What you will do -> Each line of the material holding the word "with" must be identified and copied.

Records shown ->
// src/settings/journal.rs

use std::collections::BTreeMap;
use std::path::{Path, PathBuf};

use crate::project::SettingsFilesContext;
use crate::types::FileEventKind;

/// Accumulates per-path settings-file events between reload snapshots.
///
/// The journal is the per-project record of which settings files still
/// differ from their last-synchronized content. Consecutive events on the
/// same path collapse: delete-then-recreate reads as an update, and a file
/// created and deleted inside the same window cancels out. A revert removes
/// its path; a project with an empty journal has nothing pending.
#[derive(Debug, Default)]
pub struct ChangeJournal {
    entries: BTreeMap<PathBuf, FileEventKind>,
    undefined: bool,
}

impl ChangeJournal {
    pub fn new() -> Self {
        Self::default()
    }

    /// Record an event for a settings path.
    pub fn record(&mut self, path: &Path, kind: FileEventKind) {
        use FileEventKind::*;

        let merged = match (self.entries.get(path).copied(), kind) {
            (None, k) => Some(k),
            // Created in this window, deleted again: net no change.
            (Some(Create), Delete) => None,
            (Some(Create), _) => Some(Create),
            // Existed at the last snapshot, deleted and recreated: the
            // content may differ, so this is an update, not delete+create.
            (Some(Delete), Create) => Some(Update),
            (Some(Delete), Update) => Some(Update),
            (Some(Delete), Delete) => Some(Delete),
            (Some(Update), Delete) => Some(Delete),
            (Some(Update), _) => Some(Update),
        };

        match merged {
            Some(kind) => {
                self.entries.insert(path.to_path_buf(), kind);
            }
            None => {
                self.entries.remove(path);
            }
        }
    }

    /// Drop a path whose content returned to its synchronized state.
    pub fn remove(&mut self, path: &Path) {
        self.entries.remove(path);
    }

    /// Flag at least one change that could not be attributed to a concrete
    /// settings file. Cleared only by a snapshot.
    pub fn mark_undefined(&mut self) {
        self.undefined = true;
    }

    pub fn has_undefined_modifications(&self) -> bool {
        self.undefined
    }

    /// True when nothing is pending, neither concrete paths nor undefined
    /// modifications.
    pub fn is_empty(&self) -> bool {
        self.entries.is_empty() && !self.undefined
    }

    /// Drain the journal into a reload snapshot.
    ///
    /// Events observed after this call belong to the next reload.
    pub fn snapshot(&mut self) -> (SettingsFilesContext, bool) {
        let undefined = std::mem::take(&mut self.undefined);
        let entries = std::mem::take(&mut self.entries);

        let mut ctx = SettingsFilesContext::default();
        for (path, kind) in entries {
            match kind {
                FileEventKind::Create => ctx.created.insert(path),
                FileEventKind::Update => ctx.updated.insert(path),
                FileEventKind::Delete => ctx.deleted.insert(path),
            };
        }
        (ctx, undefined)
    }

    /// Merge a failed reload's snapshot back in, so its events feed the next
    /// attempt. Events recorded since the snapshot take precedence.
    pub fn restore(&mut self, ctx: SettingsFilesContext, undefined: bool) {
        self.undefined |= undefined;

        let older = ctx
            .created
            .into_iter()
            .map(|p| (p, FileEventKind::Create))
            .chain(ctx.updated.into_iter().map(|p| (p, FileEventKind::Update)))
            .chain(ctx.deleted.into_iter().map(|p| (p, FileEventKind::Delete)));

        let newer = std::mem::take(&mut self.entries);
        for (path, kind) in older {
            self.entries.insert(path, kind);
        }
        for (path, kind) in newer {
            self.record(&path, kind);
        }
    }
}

--

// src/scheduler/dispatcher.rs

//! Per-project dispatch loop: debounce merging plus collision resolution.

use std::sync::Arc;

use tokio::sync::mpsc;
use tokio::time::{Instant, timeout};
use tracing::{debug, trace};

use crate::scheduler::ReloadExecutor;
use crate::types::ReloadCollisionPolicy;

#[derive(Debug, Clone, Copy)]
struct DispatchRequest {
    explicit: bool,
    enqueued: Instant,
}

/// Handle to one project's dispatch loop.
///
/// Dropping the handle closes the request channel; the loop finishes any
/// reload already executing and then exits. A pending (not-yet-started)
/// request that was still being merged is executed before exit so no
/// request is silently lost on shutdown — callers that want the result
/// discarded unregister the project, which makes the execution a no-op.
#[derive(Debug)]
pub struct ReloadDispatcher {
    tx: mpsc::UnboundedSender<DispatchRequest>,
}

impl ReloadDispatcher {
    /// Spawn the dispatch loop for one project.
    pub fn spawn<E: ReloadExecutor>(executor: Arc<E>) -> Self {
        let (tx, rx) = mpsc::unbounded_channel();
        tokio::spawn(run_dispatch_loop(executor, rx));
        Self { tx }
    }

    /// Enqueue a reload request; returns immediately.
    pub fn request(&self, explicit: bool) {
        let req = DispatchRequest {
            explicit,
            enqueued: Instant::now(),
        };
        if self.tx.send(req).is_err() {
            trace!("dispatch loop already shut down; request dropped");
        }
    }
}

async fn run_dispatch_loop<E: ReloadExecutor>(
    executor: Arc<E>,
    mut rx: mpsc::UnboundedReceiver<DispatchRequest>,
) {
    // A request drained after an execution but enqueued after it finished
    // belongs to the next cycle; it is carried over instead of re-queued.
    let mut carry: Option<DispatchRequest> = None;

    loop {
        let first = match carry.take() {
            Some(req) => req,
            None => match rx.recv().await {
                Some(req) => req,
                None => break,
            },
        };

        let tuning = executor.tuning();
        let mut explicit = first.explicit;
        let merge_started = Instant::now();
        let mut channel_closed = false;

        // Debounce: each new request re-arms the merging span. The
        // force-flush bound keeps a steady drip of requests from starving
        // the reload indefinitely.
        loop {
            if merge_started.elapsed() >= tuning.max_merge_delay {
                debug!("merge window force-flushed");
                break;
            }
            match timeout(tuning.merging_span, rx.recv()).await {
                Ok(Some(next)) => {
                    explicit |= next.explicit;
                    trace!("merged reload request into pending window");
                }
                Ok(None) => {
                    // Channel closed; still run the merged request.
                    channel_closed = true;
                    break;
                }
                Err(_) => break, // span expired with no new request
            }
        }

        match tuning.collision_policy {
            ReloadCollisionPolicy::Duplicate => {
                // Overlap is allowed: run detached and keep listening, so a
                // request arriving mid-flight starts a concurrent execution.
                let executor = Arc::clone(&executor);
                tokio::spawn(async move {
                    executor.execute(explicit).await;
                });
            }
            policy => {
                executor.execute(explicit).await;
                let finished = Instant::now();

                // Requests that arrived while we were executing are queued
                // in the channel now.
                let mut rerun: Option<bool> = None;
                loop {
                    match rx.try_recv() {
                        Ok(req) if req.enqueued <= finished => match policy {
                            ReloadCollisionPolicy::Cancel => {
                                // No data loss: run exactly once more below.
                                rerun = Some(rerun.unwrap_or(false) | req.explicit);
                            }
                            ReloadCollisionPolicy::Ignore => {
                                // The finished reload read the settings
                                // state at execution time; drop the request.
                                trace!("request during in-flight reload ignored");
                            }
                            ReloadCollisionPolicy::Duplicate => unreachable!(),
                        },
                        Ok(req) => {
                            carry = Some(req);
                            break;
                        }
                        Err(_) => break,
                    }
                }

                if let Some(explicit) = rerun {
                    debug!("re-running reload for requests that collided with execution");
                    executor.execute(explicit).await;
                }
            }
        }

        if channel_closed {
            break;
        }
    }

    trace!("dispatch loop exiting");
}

Answer section ->
/// its path; a project with an empty journal has nothing pending.
                Err(_) => break, // span expired with no new request
                    debug!("re-running reload for requests that collided with execution");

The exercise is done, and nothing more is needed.